We’ll have to do a lot less shooting and a lot more speaking to hearts and minds if the cognitive-behavioral paradigm is right about the ways deadly ideologies can lead to deadly consequences.
The professional practice of psychology experienced a rather profound shift in perspective with the emergence of the cognitive-behavioral paradigm. Over the past several decades many clinicians have come to appreciate not only how critical the link is between the ways in which we think and the ways we both feel and behave but also how important it is to directly confront “distorted” or erroneous thinking patterns if folks are ever to make significant changes in their maladaptive behavior patterns. (See “What Were They Thinking?” and “Rethinking “Stinking Thinking””.) We’ve also come to realize that it’s not just that the ways we look at things influence our sentiments and behaviors. Our firmest beliefs, convictions, and attitudes also have a profound impact on how we behave (see “What We Believe Really Matters”). Sometimes, our “core beliefs” can predispose us to act in some incredibly problematic ways, as we so unfortunately bore witness to once again when a handful of individuals adhering to a radical religious and political ideology (see “Radical Ideologies, Deadly Ways of Thinking”) mercilessly took the lives of so many in Paris, France.
My work as a therapist radically changed in character the day that I adopted a new (i.e., cognitive-behavioral) perspective and began directly addressing the way my clients thought about things and acted. Before I could even begin this new work, I had to challenge many beliefs that both I and many other professionals had long accepted about the nature of people’s psychological difficulties — beliefs that were increasingly proving to be shortsighted, inaccurate, and sometimes even irrelevant.
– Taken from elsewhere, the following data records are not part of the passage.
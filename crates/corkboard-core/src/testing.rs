//! Recording carriers for tests.

use crate::connection::{PeerChannel, PeerDialer, TransportError};
use crate::relay::{RelayRequest, RelayTransport};
use std::cell::RefCell;
use std::mem;
use std::rc::Rc;

pub fn init_logging() {
    let _ = env_logger::builder().is_test(true).try_init();
}

#[derive(Debug, Default)]
struct ChannelLog {
    sent: Vec<String>,
    closed: bool,
}

/// Direct channel that records what is sent over it.
pub struct RecordingChannel {
    log: Rc<RefCell<ChannelLog>>,
}

/// Test-side view of a [`RecordingChannel`].
#[derive(Clone)]
pub struct ChannelProbe {
    log: Rc<RefCell<ChannelLog>>,
}

impl RecordingChannel {
    pub fn new() -> (Self, ChannelProbe) {
        let log = Rc::new(RefCell::new(ChannelLog::default()));
        (Self { log: log.clone() }, ChannelProbe { log })
    }
}

impl PeerChannel for RecordingChannel {
    fn send_text(&mut self, text: &str) -> Result<(), TransportError> {
        let mut log = self.log.borrow_mut();
        if log.closed {
            return Err(TransportError::Closed);
        }
        log.sent.push(text.to_string());
        Ok(())
    }

    fn close(&mut self) {
        self.log.borrow_mut().closed = true;
    }
}

impl ChannelProbe {
    pub fn sent(&self) -> Vec<String> {
        self.log.borrow().sent.clone()
    }

    /// Frames sent since the last call.
    pub fn take_sent(&self) -> Vec<String> {
        mem::take(&mut self.log.borrow_mut().sent)
    }

    pub fn is_closed(&self) -> bool {
        self.log.borrow().closed
    }
}

#[derive(Default)]
struct Dials {
    attempts: usize,
    probes: Vec<ChannelProbe>,
}

/// Record of every dial a [`RecordingDialer`] served.
#[derive(Clone)]
pub struct DialLog(Rc<RefCell<Dials>>);

impl DialLog {
    pub fn count(&self) -> usize {
        self.0.borrow().attempts
    }

    /// Probe for the most recently opened channel.
    pub fn last(&self) -> Option<ChannelProbe> {
        self.0.borrow().probes.last().cloned()
    }
}

/// Dialer handing out recording channels, or failing every dial.
pub struct RecordingDialer {
    dials: DialLog,
    fail: bool,
}

impl RecordingDialer {
    pub fn new() -> (Self, DialLog) {
        let dials = DialLog(Rc::new(RefCell::new(Dials::default())));
        (
            Self {
                dials: dials.clone(),
                fail: false,
            },
            dials,
        )
    }

    pub fn failing() -> (Self, DialLog) {
        let (mut dialer, dials) = Self::new();
        dialer.fail = true;
        (dialer, dials)
    }
}

impl PeerDialer for RecordingDialer {
    fn dial(&mut self, _peer_id: &str) -> Result<Box<dyn PeerChannel>, TransportError> {
        let mut dials = self.dials.0.borrow_mut();
        dials.attempts += 1;
        if self.fail {
            return Err(TransportError::Dial("unreachable".into()));
        }
        let (channel, probe) = RecordingChannel::new();
        dials.probes.push(probe);
        Ok(Box::new(channel))
    }
}

/// Relay that records every request.
#[derive(Debug, Default)]
pub struct RecordingRelay {
    pub requests: Vec<RelayRequest>,
}

impl RecordingRelay {
    pub fn take(&mut self) -> Vec<RelayRequest> {
        mem::take(&mut self.requests)
    }
}

impl RelayTransport for RecordingRelay {
    fn send(&mut self, request: &RelayRequest) -> Result<(), TransportError> {
        self.requests.push(request.clone());
        Ok(())
    }
}
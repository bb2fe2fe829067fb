//! Replica client role.

use super::connect::{ConnectAction, ConnectInput, ConnectMachine, ConnectPhase};
use super::{Board, BoardError, BoardEvent, BoardState, Origin, Replicator, Status};
use crate::config::ClientConfig;
use crate::connection::{Connection, ConnectionId, PeerDialer, TransportError};
use crate::protocol::Message;
use crate::relay::{RelayRequest, SharedRelay};
use std::collections::VecDeque;
use std::fmt;

#[cfg(not(target_arch = "wasm32"))]
use std::time::Instant;

#[cfg(target_arch = "wasm32")]
use web_time::Instant;

/// Applies local mutations immediately and forwards them to the host.
/// Mutations received from the host are applied but never sent back.
pub struct ClientRole {
    dialer: Box<dyn PeerDialer>,
    host_peer_id: String,
    /// Connection currently carrying the session, direct or relayed.
    host: Option<ConnectionId>,
    machine: ConnectMachine,
}

impl ClientRole {
    pub fn phase(&self) -> ConnectPhase {
        self.machine.phase()
    }

    pub fn host_connection(&self) -> Option<&ConnectionId> {
        self.host.as_ref()
    }

    fn is_host(&self, id: &ConnectionId) -> bool {
        self.host.as_ref() == Some(id)
    }

    /// Feed the connect machine and carry out what it asks for, including
    /// any inputs those actions produce.
    fn drive(&mut self, state: &mut BoardState, input: ConnectInput) {
        let mut pending = VecDeque::from([input]);
        while let Some(input) = pending.pop_front() {
            for action in self.machine.handle(input) {
                if let Some(next) = self.perform(state, action) {
                    pending.push_back(next);
                }
            }
        }
    }

    fn perform(&mut self, state: &mut BoardState, action: ConnectAction) -> Option<ConnectInput> {
        match action {
            ConnectAction::Dial { attempt } => {
                log::info!("Dialing host {} (attempt {})", self.host_peer_id, attempt);
                match self.dialer.dial(&self.host_peer_id) {
                    Ok(channel) => {
                        let id = ConnectionId::from(self.host_peer_id.as_str());
                        state.register(Connection::direct(id.clone(), channel));
                        self.host = Some(id);
                    }
                    Err(e) => {
                        log::warn!("Dial failed: {}", e);
                        state.set_status(Status::Error(e.to_string()));
                    }
                }
                None
            }
            ConnectAction::AbandonDirect => {
                if let Some(id) = self.host.take() {
                    state.drop_connection(&id);
                }
                None
            }
            ConnectAction::RequestRoute => {
                let Some(relay) = state.relay.clone() else {
                    log::warn!("No relay configured, cannot reroute");
                    return Some(ConnectInput::RouteUnavailable);
                };
                let request = RelayRequest::RequestRoute { board_id: state.id };
                match relay.borrow_mut().send(&request) {
                    Ok(()) => None,
                    Err(e) => {
                        log::warn!("Route request failed: {}", e);
                        Some(ConnectInput::RouteUnavailable)
                    }
                }
            }
            ConnectAction::SendJoin => {
                let Some(id) = self.host.clone() else {
                    log::warn!("No host connection to join over");
                    return None;
                };
                let join = Message::Join {
                    password: state.password.clone(),
                    player_name: state.player_name.clone(),
                };
                if let Err(e) = state.send_to(&id, &join) {
                    log::warn!("Failed to send join: {}", e);
                }
                None
            }
            ConnectAction::Status(status) => {
                state.set_status(status);
                None
            }
        }
    }
}

impl fmt::Debug for ClientRole {
    fn fmt(&self, f: &mut fmt::Formatter<'_>) -> fmt::Result {
        f.debug_struct("ClientRole")
            .field("host_peer_id", &self.host_peer_id)
            .field("host", &self.host)
            .field("machine", &self.machine)
            .finish()
    }
}

impl Replicator for ClientRole {
    fn role(&self) -> &'static str {
        "client"
    }

    fn accepts(&self, from: &ConnectionId) -> bool {
        self.machine.is_joined() && self.is_host(from)
    }

    fn propagate(&mut self, state: &mut BoardState, message: &Message, origin: &Origin) {
        if origin.is_foreign() {
            return;
        }
        match (&self.host, self.machine.is_joined()) {
            (Some(host), true) => {
                if let Err(e) = state.send_to(host, message) {
                    log::warn!("Failed to forward {}: {}", message.event_name(), e);
                }
            }
            _ => log::debug!("Not joined, keeping {} local", message.event_name()),
        }
    }

    fn on_handshake(
        &mut self,
        state: &mut BoardState,
        from: &ConnectionId,
        message: Message,
    ) -> Result<(), BoardError> {
        let snapshot = match message {
            Message::JoinResponse(snapshot)
                if self.is_host(from) && self.machine.phase() == ConnectPhase::Joining =>
            {
                snapshot
            }
            other => {
                return Err(BoardError::Unexpected {
                    event: other.event_name(),
                    role: self.role(),
                });
            }
        };

        match snapshot {
            Some(snapshot) => {
                log::info!("Joined board {} with {} items", state.id, snapshot.items.len());
                state.adopt(snapshot);
                self.drive(state, ConnectInput::JoinAccepted);
                state.emit(BoardEvent::Joined);
            }
            None => {
                log::warn!("Host rejected join to board {}", state.id);
                self.drive(state, ConnectInput::JoinRejected);
                state.emit(BoardEvent::JoinFailed);
            }
        }
        Ok(())
    }

    fn on_open(&mut self, state: &mut BoardState, id: &ConnectionId) {
        if self.is_host(id) {
            self.drive(state, ConnectInput::TransportOpened);
        }
    }

    fn on_close(&mut self, state: &mut BoardState, id: &ConnectionId) {
        if self.is_host(id) {
            self.host = None;
            self.drive(state, ConnectInput::TransportClosed);
        }
    }

    fn on_route_open(&mut self, state: &mut BoardState, peer_id: &str) -> Result<(), BoardError> {
        if self.machine.phase() != ConnectPhase::Rerouting {
            log::debug!("Ignoring route to {} outside of rerouting", peer_id);
            return Ok(());
        }
        let relay = state.relay.clone().ok_or(TransportError::NoRelay)?;
        let id = ConnectionId::from(peer_id);
        let mut connection = Connection::relayed(id.clone(), relay, state.id);
        connection.mark_open();
        state.register(connection);
        self.host = Some(id);
        self.drive(state, ConnectInput::RouteOpened);
        Ok(())
    }

    fn on_relay_error(&mut self, state: &mut BoardState, message: String) {
        state.set_status(Status::Error(message));
        if self.machine.phase() == ConnectPhase::Rerouting {
            self.drive(state, ConnectInput::RouteUnavailable);
        }
    }
}

impl Board<ClientRole> {
    /// An empty board, filled in by the host's join response.
    pub fn client(config: ClientConfig, dialer: Box<dyn PeerDialer>, relay: Option<SharedRelay>) -> Self {
        let mut state = BoardState::new(config.board_id, config.player_name, relay);
        state.password = config.password;
        Self {
            state,
            role: ClientRole {
                dialer,
                host_peer_id: config.host_peer_id,
                host: None,
                machine: ConnectMachine::new(&config.connect),
            },
        }
    }

    /// Start connecting to the host.
    pub fn connect(&mut self, now: Instant) {
        self.role.drive(&mut self.state, ConnectInput::Start(now));
    }

    /// Advance the connect timeout. Call periodically, or at [`Self::deadline`].
    pub fn poll(&mut self, now: Instant) {
        self.role.drive(&mut self.state, ConnectInput::Tick(now));
    }

    pub fn phase(&self) -> ConnectPhase {
        self.role.phase()
    }

    pub fn deadline(&self) -> Option<Instant> {
        self.role.machine.deadline()
    }

    pub fn is_joined(&self) -> bool {
        self.role.machine.is_joined()
    }
}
I also had to quit assuming that most people were generally unaware of “unconscious” motives behind their behavior. I had to dismiss the belief that directly confronting someone’s behavior, attitudes, or manner of thinking would necessarily alienate them and ensure they would be non-amenable to any constructive intervention. Once I started addressing various behaviors in the here and now moments during therapy and confronting the ways of thinking and attitudes that prompted many of those behaviors, everything began to change — including my clients’ problematic ways of doing things.
It’s really troubling that so many still fail to fully appreciate how important a person’s belief system is to their behavior. I’m not talking about a person’s “professed” belief system, either. Rather, I’m talking about what cognitive-behavioral psychologists call “core beliefs,” or our truest and deepest inner convictions. That’s why it was striking to me how many political pundits and commentators had a hard time believing that the terrorists who wreaked such havoc on the City of Light really believed the things their comrades were asserting on social media about the motivation for their actions. Many suggested that the radical religious rhetoric these folks spewed was but a ruse to justify a strictly politically driven desire to conquer for purposes of territory and social control. But even surface level consideration of the matter would make it hard to imagine why a person in the prime of their life would have enough motivation to end it purely in the service of a purely political cause. While there may indeed be some psychopathic war lords who in the fearless drive for conquest use religious dogma merely as a pretext for their brutal quest for domination, it’s clear that the majority of the foot soldiers in terror movements are motivated by an ideology that they have truly bought into. That is why defeating these of merchants of terror and mayhem is such a daunting task. It’s hard — some would say impossible — to kill an ideology. Any therapist who’s had to confront problematic thinking patterns that are deeply ingrained and equally deeply embraced knows this firsthand. But that doesn’t mean the ideology shouldn’t be confronted: unless radical, destructive ways of thinking are confronted directly and tactfully, they will only take firmer root.
The hearts of the people of the free world ache for the people of Paris, and all of France. It’s not just the senseless loss of life and the pain borne by the families of those killed that disturbs us. Rather, we mourn the loss of a sense of security and hope that we’ve so long enjoyed as we go about the pursuit of our various interests and dreams. We’re also troubled by what we intuitively know is responsible for that loss of security. Deep down, we understand the inextricable link between our beliefs and our behaviors, and we know that as long as radical ideologies are ardently embraced, even by a few, no one can ever really be safe. Problematic beliefs always predispose problematic behaviors, and deadly ideologies can always lead to deadly consequences. Moreover, there’s no way to bomb or shoot our way back to a safer place. Our safety ultimately lies in the conversion of hearts. For such a conversion to even have a chance of taking place, we have to confront — respectfully and benignly, but firmly and directly — the deadly ways of thinking being promoted in so many areas of the world. Doing so will be a substantial challenge, no doubt. But we have no alternative. What we believe really matters. So if we’re to save the world, we’ll have to do a lot less shooting and a lot more speaking to the hearts and minds of those who would have us believe as they do or perish.